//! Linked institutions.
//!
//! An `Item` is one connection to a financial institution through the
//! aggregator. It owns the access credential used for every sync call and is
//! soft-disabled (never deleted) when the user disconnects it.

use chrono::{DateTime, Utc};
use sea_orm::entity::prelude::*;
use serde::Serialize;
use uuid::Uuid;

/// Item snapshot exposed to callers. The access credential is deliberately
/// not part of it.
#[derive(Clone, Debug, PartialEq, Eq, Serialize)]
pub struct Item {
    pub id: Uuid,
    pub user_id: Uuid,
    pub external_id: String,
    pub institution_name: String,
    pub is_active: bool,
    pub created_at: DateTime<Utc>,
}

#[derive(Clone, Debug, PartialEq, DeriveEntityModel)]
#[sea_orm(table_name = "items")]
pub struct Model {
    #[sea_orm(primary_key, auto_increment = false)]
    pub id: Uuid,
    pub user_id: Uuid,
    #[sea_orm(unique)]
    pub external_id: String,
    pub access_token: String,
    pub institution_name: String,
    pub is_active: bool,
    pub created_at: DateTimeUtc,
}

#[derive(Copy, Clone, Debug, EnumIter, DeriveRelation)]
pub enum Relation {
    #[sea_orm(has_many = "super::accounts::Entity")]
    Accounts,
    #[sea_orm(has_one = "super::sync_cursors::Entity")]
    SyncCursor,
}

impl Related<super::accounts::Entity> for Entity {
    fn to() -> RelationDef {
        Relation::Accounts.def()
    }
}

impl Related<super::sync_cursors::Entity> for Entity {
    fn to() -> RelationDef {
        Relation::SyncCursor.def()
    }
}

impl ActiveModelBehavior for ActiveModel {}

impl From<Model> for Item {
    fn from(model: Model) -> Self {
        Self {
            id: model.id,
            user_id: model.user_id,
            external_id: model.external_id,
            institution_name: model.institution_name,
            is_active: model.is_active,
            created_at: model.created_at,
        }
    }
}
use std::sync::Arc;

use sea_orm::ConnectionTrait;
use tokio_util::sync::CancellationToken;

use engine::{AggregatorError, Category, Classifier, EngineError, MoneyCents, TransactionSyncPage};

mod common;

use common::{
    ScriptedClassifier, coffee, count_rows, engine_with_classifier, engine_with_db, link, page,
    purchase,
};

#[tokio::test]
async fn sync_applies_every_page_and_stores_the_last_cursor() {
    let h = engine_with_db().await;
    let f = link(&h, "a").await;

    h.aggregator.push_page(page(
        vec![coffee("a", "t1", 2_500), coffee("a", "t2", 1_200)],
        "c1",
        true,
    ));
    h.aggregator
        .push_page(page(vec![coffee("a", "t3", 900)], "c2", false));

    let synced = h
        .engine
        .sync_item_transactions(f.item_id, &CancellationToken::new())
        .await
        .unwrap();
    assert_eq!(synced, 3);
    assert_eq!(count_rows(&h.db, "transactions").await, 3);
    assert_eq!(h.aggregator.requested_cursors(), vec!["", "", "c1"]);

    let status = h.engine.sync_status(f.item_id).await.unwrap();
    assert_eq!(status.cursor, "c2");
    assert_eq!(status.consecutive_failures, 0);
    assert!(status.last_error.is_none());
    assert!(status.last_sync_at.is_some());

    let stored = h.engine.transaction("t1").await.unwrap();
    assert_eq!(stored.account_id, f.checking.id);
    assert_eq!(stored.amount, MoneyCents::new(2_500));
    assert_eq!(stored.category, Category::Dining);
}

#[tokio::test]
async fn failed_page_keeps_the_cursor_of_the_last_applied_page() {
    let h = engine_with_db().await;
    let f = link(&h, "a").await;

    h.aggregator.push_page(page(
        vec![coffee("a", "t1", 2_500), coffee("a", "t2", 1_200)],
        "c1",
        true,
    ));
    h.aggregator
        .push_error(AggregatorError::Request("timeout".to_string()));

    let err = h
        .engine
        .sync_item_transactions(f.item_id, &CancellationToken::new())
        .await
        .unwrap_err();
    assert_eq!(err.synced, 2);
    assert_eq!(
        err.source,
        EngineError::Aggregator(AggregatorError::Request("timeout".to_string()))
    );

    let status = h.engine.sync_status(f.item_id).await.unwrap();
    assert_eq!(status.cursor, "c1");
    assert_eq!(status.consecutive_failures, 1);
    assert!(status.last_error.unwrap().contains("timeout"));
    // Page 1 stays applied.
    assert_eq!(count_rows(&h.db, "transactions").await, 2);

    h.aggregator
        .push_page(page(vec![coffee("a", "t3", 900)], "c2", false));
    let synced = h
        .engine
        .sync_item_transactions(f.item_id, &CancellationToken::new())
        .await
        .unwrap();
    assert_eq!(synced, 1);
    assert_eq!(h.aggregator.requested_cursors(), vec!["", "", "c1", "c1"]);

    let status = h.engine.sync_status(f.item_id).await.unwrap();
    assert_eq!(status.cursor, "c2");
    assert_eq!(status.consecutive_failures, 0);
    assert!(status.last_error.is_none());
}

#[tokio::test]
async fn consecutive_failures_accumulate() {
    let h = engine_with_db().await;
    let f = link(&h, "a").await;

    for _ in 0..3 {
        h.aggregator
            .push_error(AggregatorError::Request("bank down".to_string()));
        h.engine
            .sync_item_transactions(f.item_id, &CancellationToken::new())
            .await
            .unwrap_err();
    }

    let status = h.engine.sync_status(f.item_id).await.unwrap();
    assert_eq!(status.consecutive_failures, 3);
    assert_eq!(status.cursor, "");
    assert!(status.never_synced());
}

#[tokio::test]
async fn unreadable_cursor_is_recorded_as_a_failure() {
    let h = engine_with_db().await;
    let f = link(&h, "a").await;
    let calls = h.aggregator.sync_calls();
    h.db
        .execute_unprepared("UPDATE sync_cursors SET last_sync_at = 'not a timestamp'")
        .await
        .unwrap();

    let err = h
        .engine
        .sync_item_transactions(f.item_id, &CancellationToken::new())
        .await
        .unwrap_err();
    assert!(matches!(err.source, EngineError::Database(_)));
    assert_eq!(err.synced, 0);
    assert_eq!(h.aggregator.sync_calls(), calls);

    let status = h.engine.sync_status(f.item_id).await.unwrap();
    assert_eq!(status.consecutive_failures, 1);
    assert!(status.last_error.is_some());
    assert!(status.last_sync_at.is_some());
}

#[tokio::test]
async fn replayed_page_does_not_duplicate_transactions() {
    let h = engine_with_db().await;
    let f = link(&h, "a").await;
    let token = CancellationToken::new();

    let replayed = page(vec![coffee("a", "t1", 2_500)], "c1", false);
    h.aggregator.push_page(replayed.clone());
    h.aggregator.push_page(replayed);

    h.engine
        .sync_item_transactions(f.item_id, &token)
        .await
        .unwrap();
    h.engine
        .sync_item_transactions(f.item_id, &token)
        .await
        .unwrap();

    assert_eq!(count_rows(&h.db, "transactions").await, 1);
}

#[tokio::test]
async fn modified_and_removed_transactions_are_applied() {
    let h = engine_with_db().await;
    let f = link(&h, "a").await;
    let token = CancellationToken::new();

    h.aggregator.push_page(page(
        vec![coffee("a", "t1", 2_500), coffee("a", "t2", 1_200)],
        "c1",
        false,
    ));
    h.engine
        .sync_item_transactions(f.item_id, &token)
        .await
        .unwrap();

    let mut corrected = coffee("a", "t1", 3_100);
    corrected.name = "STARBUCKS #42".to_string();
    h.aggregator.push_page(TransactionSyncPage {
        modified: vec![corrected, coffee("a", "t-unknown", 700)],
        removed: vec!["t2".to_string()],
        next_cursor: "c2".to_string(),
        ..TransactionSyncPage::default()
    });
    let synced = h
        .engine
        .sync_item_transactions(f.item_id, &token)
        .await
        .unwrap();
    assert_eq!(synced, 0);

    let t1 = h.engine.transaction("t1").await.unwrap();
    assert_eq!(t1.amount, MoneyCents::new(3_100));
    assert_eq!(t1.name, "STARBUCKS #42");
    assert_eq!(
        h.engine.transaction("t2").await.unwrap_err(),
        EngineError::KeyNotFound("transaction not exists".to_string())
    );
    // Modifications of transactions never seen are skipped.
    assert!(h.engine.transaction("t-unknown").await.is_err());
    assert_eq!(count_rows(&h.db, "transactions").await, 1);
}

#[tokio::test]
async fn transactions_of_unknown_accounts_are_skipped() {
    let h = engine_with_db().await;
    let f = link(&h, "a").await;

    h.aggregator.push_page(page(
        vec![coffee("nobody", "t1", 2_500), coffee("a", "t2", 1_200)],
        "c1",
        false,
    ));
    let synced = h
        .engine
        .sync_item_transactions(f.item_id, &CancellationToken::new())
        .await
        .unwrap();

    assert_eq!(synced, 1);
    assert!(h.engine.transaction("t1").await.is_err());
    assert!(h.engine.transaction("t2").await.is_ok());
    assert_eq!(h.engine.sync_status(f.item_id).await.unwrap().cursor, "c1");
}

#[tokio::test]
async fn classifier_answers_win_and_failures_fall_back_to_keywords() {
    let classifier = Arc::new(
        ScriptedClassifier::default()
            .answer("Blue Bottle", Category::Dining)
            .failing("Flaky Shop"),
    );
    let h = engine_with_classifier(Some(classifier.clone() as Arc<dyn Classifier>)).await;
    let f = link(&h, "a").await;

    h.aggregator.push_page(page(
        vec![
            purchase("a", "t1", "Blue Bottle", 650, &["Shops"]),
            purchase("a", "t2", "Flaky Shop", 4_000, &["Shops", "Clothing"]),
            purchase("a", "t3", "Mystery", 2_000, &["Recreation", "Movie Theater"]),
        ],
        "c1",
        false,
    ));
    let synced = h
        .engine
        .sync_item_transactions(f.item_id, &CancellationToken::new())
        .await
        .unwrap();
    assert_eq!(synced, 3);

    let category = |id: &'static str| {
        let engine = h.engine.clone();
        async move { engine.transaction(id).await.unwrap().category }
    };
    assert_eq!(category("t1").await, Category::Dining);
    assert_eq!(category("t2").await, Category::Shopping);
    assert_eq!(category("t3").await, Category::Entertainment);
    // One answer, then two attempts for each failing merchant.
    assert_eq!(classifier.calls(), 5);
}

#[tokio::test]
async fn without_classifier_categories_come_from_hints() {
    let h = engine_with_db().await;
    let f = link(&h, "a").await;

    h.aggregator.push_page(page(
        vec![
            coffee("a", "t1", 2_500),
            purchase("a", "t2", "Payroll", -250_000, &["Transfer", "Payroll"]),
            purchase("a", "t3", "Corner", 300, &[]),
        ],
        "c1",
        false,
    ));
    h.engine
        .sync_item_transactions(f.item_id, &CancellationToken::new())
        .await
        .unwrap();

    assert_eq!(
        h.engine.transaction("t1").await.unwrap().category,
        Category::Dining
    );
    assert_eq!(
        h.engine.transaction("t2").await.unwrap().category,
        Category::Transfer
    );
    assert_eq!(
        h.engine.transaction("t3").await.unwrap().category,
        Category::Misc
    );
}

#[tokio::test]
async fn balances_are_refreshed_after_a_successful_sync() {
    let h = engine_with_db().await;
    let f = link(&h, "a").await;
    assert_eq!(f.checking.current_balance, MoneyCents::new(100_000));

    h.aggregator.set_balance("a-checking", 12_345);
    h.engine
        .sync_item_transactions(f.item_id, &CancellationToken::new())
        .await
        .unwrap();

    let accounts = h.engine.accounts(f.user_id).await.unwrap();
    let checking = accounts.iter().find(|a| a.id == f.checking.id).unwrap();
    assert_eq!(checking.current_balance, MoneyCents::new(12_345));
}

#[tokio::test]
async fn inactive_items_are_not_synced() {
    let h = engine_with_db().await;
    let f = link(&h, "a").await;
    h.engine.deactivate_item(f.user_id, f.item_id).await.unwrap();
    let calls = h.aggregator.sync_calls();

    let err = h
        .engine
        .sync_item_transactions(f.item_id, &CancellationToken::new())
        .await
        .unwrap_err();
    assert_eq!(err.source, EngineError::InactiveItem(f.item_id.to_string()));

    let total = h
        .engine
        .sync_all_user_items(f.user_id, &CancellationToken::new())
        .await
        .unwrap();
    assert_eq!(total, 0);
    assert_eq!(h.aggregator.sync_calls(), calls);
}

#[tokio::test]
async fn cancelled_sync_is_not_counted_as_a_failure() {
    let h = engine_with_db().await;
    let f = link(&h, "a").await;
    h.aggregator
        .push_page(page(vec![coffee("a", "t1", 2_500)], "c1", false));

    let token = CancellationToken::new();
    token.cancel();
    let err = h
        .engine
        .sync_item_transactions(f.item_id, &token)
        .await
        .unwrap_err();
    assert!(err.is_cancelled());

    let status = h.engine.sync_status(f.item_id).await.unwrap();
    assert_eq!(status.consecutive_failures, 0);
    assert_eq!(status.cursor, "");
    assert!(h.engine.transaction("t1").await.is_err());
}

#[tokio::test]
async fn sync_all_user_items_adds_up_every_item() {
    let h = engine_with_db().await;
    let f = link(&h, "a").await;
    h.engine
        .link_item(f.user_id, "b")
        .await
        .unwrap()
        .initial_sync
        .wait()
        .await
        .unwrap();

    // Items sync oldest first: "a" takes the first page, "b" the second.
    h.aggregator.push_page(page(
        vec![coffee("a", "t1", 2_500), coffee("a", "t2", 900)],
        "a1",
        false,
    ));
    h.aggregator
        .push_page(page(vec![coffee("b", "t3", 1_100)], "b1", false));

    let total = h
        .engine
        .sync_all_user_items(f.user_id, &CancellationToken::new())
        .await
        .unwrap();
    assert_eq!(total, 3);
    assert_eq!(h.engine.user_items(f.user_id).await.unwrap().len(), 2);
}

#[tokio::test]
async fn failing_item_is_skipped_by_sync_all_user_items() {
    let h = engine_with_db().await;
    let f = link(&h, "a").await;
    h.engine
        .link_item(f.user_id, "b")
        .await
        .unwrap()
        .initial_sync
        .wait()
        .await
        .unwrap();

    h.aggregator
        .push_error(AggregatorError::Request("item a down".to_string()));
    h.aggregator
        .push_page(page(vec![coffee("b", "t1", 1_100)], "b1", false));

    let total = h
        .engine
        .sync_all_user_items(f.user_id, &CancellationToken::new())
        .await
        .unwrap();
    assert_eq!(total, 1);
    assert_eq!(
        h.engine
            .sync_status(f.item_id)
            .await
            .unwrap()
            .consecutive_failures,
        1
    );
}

# [REQUIRED ACTION]
The expected answer is each line of the records above that includes the string "Bottle".

# [RESPONSE TO THE EXERCISE]
            .answer("Blue Bottle", Category::Dining)
            purchase("a", "t1", "Blue Bottle", 650, &["Shops"]),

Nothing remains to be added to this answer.